===== Provided data

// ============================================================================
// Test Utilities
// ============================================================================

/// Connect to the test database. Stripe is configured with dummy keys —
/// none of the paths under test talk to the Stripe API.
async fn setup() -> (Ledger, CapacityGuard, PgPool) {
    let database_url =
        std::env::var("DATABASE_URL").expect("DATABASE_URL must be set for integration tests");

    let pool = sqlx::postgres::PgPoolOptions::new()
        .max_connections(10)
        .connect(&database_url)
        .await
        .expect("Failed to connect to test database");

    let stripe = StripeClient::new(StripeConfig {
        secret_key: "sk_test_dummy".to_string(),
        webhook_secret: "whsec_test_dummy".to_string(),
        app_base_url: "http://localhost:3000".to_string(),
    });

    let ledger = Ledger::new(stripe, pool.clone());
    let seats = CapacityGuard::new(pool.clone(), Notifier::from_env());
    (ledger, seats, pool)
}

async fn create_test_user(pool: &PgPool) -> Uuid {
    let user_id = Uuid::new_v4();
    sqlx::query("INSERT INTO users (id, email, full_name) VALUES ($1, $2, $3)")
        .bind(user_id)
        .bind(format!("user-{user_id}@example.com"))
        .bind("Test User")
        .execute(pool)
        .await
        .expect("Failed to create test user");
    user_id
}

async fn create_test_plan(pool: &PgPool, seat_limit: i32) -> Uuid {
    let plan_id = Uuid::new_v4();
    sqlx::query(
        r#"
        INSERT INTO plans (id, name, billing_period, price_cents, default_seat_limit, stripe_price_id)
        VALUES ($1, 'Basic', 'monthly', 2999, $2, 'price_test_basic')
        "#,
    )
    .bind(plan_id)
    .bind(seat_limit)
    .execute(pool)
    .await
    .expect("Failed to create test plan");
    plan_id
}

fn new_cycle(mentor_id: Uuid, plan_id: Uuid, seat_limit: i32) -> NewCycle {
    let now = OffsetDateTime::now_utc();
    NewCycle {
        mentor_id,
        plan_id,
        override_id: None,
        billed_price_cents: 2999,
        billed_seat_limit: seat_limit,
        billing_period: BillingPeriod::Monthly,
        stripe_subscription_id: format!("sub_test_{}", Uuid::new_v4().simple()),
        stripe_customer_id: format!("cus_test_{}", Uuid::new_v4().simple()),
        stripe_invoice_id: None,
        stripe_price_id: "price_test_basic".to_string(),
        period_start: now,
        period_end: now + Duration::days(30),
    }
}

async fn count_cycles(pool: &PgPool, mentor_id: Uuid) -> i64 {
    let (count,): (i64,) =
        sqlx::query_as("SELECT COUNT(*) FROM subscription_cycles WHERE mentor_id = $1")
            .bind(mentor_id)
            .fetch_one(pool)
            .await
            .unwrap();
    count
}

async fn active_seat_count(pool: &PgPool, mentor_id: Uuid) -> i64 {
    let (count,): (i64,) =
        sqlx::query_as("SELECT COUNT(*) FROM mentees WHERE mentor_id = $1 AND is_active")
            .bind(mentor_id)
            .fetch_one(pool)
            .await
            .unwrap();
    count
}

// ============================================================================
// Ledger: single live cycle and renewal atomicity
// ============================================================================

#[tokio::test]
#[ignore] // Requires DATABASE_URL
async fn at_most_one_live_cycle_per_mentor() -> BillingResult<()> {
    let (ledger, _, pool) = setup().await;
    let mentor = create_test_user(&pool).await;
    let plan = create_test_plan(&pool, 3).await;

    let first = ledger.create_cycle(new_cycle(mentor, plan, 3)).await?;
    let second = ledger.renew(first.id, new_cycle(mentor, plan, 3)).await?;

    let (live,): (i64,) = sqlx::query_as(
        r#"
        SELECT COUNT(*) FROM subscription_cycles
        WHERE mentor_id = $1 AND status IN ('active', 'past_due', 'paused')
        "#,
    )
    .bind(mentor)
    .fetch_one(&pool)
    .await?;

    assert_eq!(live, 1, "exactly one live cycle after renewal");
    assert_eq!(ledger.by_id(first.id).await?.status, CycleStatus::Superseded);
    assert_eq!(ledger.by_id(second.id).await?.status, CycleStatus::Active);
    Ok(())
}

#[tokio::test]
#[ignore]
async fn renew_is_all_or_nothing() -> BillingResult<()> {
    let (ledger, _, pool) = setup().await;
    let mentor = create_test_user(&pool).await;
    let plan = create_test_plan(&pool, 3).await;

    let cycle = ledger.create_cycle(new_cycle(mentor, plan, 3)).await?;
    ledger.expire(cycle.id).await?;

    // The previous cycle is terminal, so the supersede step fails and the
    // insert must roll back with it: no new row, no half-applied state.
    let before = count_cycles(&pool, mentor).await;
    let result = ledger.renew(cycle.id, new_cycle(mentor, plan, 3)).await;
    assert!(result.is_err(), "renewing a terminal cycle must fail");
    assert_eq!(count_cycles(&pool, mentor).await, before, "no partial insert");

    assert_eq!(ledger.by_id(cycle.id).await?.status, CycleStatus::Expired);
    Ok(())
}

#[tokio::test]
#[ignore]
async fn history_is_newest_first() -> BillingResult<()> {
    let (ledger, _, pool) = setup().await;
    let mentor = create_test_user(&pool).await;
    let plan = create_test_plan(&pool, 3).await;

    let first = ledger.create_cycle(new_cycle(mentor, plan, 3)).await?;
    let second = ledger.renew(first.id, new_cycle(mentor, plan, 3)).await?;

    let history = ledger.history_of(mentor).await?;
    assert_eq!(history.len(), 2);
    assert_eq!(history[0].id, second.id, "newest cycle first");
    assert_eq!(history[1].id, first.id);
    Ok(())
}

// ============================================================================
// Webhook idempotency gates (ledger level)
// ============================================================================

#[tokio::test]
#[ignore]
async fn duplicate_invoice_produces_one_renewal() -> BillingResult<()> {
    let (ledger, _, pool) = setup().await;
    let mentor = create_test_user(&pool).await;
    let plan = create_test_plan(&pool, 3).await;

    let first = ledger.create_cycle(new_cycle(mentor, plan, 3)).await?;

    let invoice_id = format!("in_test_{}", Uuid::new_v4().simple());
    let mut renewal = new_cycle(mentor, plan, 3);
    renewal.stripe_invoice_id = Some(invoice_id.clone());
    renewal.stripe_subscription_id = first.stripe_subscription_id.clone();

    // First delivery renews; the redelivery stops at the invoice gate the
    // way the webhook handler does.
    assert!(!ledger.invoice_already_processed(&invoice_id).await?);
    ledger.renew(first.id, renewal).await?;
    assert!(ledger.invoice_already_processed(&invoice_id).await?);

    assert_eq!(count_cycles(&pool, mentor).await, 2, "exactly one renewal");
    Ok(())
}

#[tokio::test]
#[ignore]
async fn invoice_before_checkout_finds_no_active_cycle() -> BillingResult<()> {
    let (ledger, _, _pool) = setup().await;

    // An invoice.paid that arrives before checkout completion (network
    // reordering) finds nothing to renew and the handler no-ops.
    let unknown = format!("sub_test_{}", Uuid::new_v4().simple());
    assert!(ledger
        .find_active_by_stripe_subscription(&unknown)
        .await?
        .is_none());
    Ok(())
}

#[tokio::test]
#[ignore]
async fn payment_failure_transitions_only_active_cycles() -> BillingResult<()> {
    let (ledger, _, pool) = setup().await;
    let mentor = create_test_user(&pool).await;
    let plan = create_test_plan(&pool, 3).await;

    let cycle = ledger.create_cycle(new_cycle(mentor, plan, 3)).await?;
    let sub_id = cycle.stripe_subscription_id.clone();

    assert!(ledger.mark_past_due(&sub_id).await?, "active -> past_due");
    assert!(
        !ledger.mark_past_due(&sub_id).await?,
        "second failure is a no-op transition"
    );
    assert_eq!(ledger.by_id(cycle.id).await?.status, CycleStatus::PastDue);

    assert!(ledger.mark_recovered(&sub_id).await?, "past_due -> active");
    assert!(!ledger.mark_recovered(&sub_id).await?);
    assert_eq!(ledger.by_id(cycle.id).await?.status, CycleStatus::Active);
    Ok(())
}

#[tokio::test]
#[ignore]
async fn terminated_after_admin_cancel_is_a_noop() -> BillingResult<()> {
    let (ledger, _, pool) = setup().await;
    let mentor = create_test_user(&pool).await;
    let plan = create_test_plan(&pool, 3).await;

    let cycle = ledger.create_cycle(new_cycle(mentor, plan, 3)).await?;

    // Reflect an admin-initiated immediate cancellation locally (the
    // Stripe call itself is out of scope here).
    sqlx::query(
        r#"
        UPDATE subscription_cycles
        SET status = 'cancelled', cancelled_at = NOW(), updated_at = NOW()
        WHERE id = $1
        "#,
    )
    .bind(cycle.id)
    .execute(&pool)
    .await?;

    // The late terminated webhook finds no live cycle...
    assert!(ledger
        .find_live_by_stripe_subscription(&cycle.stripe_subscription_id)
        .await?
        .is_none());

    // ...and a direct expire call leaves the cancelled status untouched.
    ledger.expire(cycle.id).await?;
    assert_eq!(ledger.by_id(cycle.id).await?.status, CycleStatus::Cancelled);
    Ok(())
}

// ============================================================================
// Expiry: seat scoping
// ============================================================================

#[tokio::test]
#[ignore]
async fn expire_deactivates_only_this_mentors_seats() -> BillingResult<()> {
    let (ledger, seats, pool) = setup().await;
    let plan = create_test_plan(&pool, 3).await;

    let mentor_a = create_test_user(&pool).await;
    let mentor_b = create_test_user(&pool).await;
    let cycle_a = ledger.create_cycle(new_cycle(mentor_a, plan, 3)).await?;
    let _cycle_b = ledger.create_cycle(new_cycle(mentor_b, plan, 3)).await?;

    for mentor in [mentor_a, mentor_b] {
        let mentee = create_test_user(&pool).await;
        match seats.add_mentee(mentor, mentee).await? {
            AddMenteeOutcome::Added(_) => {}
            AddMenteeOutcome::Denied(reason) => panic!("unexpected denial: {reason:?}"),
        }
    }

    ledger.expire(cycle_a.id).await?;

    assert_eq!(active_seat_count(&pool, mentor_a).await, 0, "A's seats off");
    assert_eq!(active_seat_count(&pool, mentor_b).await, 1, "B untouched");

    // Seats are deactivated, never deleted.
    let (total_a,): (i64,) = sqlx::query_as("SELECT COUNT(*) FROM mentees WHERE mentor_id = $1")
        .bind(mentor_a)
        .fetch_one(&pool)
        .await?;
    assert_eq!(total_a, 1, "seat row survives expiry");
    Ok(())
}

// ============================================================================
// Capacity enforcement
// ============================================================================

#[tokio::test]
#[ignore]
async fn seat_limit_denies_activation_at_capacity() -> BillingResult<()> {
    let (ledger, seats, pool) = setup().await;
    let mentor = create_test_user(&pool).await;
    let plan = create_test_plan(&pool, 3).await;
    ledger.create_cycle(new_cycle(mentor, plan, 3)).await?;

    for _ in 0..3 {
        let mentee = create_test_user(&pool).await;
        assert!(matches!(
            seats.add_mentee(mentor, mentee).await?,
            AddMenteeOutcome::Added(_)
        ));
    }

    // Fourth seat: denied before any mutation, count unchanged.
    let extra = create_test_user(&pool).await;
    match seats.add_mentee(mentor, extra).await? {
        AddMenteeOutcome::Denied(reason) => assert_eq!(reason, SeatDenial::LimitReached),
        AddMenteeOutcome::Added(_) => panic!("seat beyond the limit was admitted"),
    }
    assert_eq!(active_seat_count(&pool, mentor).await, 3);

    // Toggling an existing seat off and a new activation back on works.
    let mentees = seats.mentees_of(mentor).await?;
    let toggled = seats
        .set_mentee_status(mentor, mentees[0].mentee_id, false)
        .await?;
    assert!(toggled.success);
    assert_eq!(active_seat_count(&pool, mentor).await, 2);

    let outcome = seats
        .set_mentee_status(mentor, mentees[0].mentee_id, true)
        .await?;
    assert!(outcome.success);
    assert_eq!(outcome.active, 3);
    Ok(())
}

==========

The lines to return are those in the records above that hold the word "bind".

        .bind(user_id)
        .bind(format!("user-{user_id}@example.com"))
        .bind("Test User")
    .bind(plan_id)
    .bind(seat_limit)
            .bind(mentor_id)
            .bind(mentor_id)
    .bind(mentor)
    .bind(cycle.id)
        .bind(mentor_a)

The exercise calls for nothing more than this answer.